But here’s the most important fact about the Endangered Species Act – IT’S A SUCCESS! Not only have only 1% of listed species gone extinct, but according to the Center for Biological Diversity (in their report, “On Time, On Target: How the Endangered Species Act Is Saving America’s Wildlife”), 90% of species are recovering at the rate set out in their Federal recovery plan.
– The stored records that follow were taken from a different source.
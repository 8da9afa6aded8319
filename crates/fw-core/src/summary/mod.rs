//! Security-posture summary engine.
//!
//! Drives the two-pass digestion pipeline: every endpoint is classified
//! first, building the endpoint index, and only then are incidents
//! resolved through their groups and digested against that index. The
//! incident pass can only be constructed from a finished index, so the
//! phases cannot interleave.

mod accumulator;
mod endpoint_pass;
mod finalize;
mod incident_pass;
mod os_parse;
pub mod types;

pub use accumulator::{EndpointIndex, IndexedEndpoint};

use chrono::{DateTime, Utc};
use serde::{Deserialize, Serialize};
use std::collections::HashMap;
use tracing::{debug, instrument};

use crate::diagnostics::{DataGap, DigestDiagnostics};
use crate::error::SummaryError;
use crate::models::{
    ContextualizedIncident, EndpointRecord, GroupedIncidents, MappingDictionary, VersionBaseline,
};
use endpoint_pass::EndpointPass;
use incident_pass::IncidentPass;
use types::PostureSummary;

/// A computed posture summary together with the digestion diagnostics.
#[derive(Debug, Clone, PartialEq, Eq, Serialize, Deserialize)]
#[serde(rename_all = "camelCase")]
pub struct PostureReport {
    /// The security-posture summary.
    pub summary: PostureSummary,
    /// Everything that was skipped or degraded while computing it.
    pub diagnostics: DigestDiagnostics,
}

/// Computes fleet security-posture summaries.
///
/// Holds only the read-only reference data; every call to
/// [`summarize`](Self::summarize) builds fresh accumulators, so one
/// summarizer can serve concurrent per-account computations.
pub struct PostureSummarizer<'a> {
    dictionary: &'a MappingDictionary,
    baseline: &'a VersionBaseline,
}

impl<'a> PostureSummarizer<'a> {
    /// Creates a summarizer over the given reference data.
    pub fn new(dictionary: &'a MappingDictionary, baseline: &'a VersionBaseline) -> Self {
        Self {
            dictionary,
            baseline,
        }
    }

    /// Digests the endpoint fleet and grouped incidents into a posture
    /// report, evaluating check-in recency against the current time.
    #[instrument(skip_all, fields(endpoints = endpoints.len()))]
    pub fn summarize(
        &self,
        endpoints: &[EndpointRecord],
        grouped: &GroupedIncidents,
    ) -> Result<PostureReport, SummaryError> {
        self.summarize_at(Utc::now(), endpoints, grouped)
    }

    /// Like [`summarize`](Self::summarize) with an explicit reference
    /// time, for deterministic evaluation.
    pub fn summarize_at(
        &self,
        now: DateTime<Utc>,
        endpoints: &[EndpointRecord],
        grouped: &GroupedIncidents,
    ) -> Result<PostureReport, SummaryError> {
        let incidents = grouped
            .incidents
            .as_ref()
            .ok_or(SummaryError::MissingIncidents)?;
        let groups = grouped.groups.as_ref().ok_or(SummaryError::MissingGroups)?;

        let mut diagnostics = DigestDiagnostics::default();

        let mut endpoint_pass = EndpointPass::new(self.baseline, now);
        for endpoint in endpoints {
            endpoint_pass.digest(endpoint, &mut diagnostics);
        }
        let (endpoint_acc, index) = endpoint_pass.finish();

        // Group membership is resolved through a prebuilt id map; large
        // incident volumes make a linear scan per member too expensive.
        let by_id: HashMap<&str, &ContextualizedIncident> = incidents
            .iter()
            .map(|wrapper| (wrapper.id.as_str(), wrapper))
            .collect();

        let mut incident_pass = IncidentPass::new(self.dictionary, index);
        for group in groups {
            for member_id in &group.incidents {
                match by_id.get(member_id.as_str()) {
                    Some(wrapper) => {
                        incident_pass.digest(wrapper, &mut diagnostics);
                    }
                    None => {
                        debug!(
                            master_incident_id = %group.master_incident_id,
                            incident_id = %member_id,
                            "group member has no incident record, dropping"
                        );
                        diagnostics.record_gap(DataGap::MissingGroupMember {
                            master_incident_id: group.master_incident_id.clone(),
                            incident_id: member_id.clone(),
                        });
                    }
                }
            }
        }
        let incident_acc = incident_pass.finish();

        debug_assert_eq!(
            incident_acc.attacked_endpoints.total(),
            incident_acc.total_attacks
        );
        debug!(
            total_endpoints = endpoint_acc.total_endpoints,
            total_attacks = incident_acc.total_attacks,
            distinct_attack_types = incident_acc.attack_types.len(),
            skipped_incidents = diagnostics.skip_count(),
            "posture digestion complete"
        );

        Ok(PostureReport {
            summary: finalize::finalize(endpoint_acc, incident_acc),
            diagnostics,
        })
    }
}

#[cfg(test)]
mod tests {
    use super::*;

    fn reference() -> (MappingDictionary, VersionBaseline) {
        (MappingDictionary::default(), VersionBaseline::default())
    }

    #[test]
    fn test_missing_incidents_collection_is_fatal() {
        let (dictionary, baseline) = reference();
        let summarizer = PostureSummarizer::new(&dictionary, &baseline);

        let grouped = GroupedIncidents {
            incidents: None,
            groups: Some(Vec::new()),
        };
        let err = summarizer.summarize(&[], &grouped).unwrap_err();
        assert_eq!(err, SummaryError::MissingIncidents);
    }

    #[test]
    fn test_missing_groups_collection_is_fatal() {
        let (dictionary, baseline) = reference();
        let summarizer = PostureSummarizer::new(&dictionary, &baseline);

        let grouped = GroupedIncidents {
            incidents: Some(Vec::new()),
            groups: None,
        };
        let err = summarizer.summarize(&[], &grouped).unwrap_err();
        assert_eq!(err, SummaryError::MissingGroups);
    }

    #[test]
    fn test_unmatched_group_member_is_dropped_with_gap() {
        let (dictionary, baseline) = reference();
        let summarizer = PostureSummarizer::new(&dictionary, &baseline);

        let grouped = GroupedIncidents {
            incidents: Some(Vec::new()),
            groups: Some(vec![crate::models::IncidentGroup {
                master_incident_id: "inc-1".to_string(),
                incidents: vec!["inc-ghost".to_string()],
            }]),
        };

        let report = summarizer.summarize(&[], &grouped).unwrap();
        assert_eq!(report.summary.total_attacks, 0);
        assert!(matches!(
            report.diagnostics.gaps[0],
            DataGap::MissingGroupMember { .. }
        ));
    }

    #[test]
    fn test_empty_inputs_produce_zeroed_summary() {
        let (dictionary, baseline) = reference();
        let summarizer = PostureSummarizer::new(&dictionary, &baseline);

        let grouped = GroupedIncidents {
            incidents: Some(Vec::new()),
            groups: Some(Vec::new()),
        };
        let report = summarizer.summarize(&[], &grouped).unwrap();

        assert_eq!(report.summary, PostureSummary::default());
        assert!(report.diagnostics.is_clean());
    }
}
//! First digestion pass: endpoint inventory classification.
//!
//! Classifies each endpoint into the lifecycle, check-in, currency,
//! platform, and OS breakdowns and registers it in the endpoint index the
//! incident pass resolves against.

use chrono::{DateTime, Utc};
use tracing::warn;

use super::accumulator::{CountMap, EndpointIndex};
use super::os_parse::OsDescriptionParser;
use super::types::{CheckinBreakdown, CurrencyBreakdown, StateBreakdown};
use crate::diagnostics::{DataGap, DigestDiagnostics};
use crate::models::{
    EndpointRecord, VersionBaseline, PRESENCE_ONLINE, PRIMARY_STATUS_ERROR, STATUS_ACTIVE,
    STATUS_ARCHIVED, STATUS_UNINSTALLED,
};

/// Minutes within which an offline endpoint still counts as recently seen.
const RECENT_CHECKIN_MINUTES: i64 = 60;

/// Endpoint-side breakdowns produced by [`EndpointPass::finish`].
#[derive(Debug, Default)]
pub(crate) struct EndpointAccumulation {
    pub state: StateBreakdown,
    pub checkin: CheckinBreakdown,
    pub currency: CurrencyBreakdown,
    /// (manufacturer, product name) frequency.
    pub platforms: CountMap<(String, String), ()>,
    /// (OS name, OS version) frequency.
    pub operating_systems: CountMap<(String, String), ()>,
    /// Non-archived endpoints.
    pub total_endpoints: u64,
}

/// Digests endpoint records into breakdown accumulators and the index.
pub(crate) struct EndpointPass {
    baseline: Option<String>,
    now: DateTime<Utc>,
    os_parser: OsDescriptionParser,
    acc: EndpointAccumulation,
    index: EndpointIndex,
}

impl EndpointPass {
    pub fn new(baseline: &VersionBaseline, now: DateTime<Utc>) -> Self {
        Self {
            baseline: baseline.resolve().map(str::to_string),
            now,
            os_parser: OsDescriptionParser::new(),
            acc: EndpointAccumulation::default(),
            index: EndpointIndex::default(),
        }
    }

    /// Digests one endpoint into the breakdowns and registers it in the
    /// index exactly once.
    pub fn digest(&mut self, endpoint: &EndpointRecord, diagnostics: &mut DigestDiagnostics) {
        // Archived endpoints still get indexed, so incidents referencing
        // them later resolve instead of being skipped.
        self.index.register(&endpoint.id, &endpoint.name);

        if endpoint.status == STATUS_ARCHIVED || endpoint.primary_status == STATUS_ARCHIVED {
            self.acc.state.archived += 1;
            return;
        }
        self.acc.total_endpoints += 1;

        self.digest_checkin(endpoint, diagnostics);
        self.digest_platform(endpoint);
        self.digest_os(endpoint, diagnostics);
        self.digest_state(endpoint, diagnostics);
        self.digest_currency(endpoint);
    }

    /// Completes the pass, yielding the accumulated breakdowns and the
    /// fully-populated index the incident pass requires.
    pub fn finish(self) -> (EndpointAccumulation, EndpointIndex) {
        (self.acc, self.index)
    }

    fn digest_checkin(&mut self, endpoint: &EndpointRecord, diagnostics: &mut DigestDiagnostics) {
        if endpoint.presence == PRESENCE_ONLINE {
            self.acc.checkin.online += 1;
            return;
        }

        match endpoint.last_seen.as_deref().and_then(parse_last_seen) {
            Some(seen) => {
                let elapsed_minutes = (self.now - seen).num_minutes();
                if elapsed_minutes < RECENT_CHECKIN_MINUTES {
                    self.acc.checkin.recent += 1;
                } else {
                    self.acc.checkin.not_recently += 1;
                }
            }
            None => {
                warn!(
                    endpoint_id = %endpoint.id,
                    "lastSeen missing or unparseable, counting endpoint as not recently seen"
                );
                diagnostics.record_gap(DataGap::UnparsedLastSeen {
                    endpoint_id: endpoint.id.clone(),
                    last_seen: endpoint.last_seen.clone(),
                });
                self.acc.checkin.not_recently += 1;
            }
        }
    }

    fn digest_platform(&mut self, endpoint: &EndpointRecord) {
        let Some(info) = &endpoint.system_information else {
            return;
        };
        // Both halves of the platform key are required; absent fields skip
        // only this dimension.
        if let (Some(manufacturer), Some(product_name)) = (&info.manufacturer, &info.product_name)
        {
            self.acc
                .platforms
                .bump_with((manufacturer.clone(), product_name.clone()), || ());
        }
    }

    fn digest_os(&mut self, endpoint: &EndpointRecord, diagnostics: &mut DigestDiagnostics) {
        let Some(os) = endpoint
            .system_information
            .as_ref()
            .and_then(|info| info.os.as_deref())
        else {
            return;
        };

        match self.os_parser.parse(os) {
            Some((name, version)) => {
                self.acc.operating_systems.bump_with((name, version), || ());
            }
            None => {
                warn!(
                    endpoint_id = %endpoint.id,
                    os,
                    "OS description did not match the expected name (version) format"
                );
                diagnostics.record_gap(DataGap::UnparsedOs {
                    endpoint_id: endpoint.id.clone(),
                    os: os.to_string(),
                });
            }
        }
    }

    fn digest_state(&mut self, endpoint: &EndpointRecord, diagnostics: &mut DigestDiagnostics) {
        if endpoint.status == STATUS_ACTIVE {
            if endpoint.primary_status == PRIMARY_STATUS_ERROR {
                self.acc.state.error += 1;
            } else {
                self.acc.state.protected += 1;
            }
        } else if endpoint.status == STATUS_UNINSTALLED {
            self.acc.state.disabled += 1;
        } else {
            warn!(
                endpoint_id = %endpoint.id,
                status = %endpoint.status,
                "unrecognized endpoint lifecycle status"
            );
            diagnostics.record_gap(DataGap::UnrecognizedStatus {
                endpoint_id: endpoint.id.clone(),
                status: endpoint.status.clone(),
            });
        }
    }

    fn digest_currency(&mut self, endpoint: &EndpointRecord) {
        // Exact string comparison against the resolved baseline. A version
        // newer than the baseline still counts as out of date.
        if endpoint.agent_version.as_deref() == self.baseline.as_deref() {
            self.acc.currency.current += 1;
        } else {
            self.acc.currency.out_of_date += 1;
        }
    }
}

fn parse_last_seen(raw: &str) -> Option<DateTime<Utc>> {
    DateTime::parse_from_rfc3339(raw)
        .ok()
        .map(|parsed| parsed.with_timezone(&Utc))
}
Not too shabby! But there’s more work to be done – many species still need Federal protection. In previous posts, we discussed misconceptions about endangered species, the 100 most endangered species in the world, and a few endangered species success stories, such as the bald eagle and the piping plover. If you’d like to learn more about how the Endangered Species Act is administered, be sure to check out the U.S. Fish and Wildlife Service Fact Sheet.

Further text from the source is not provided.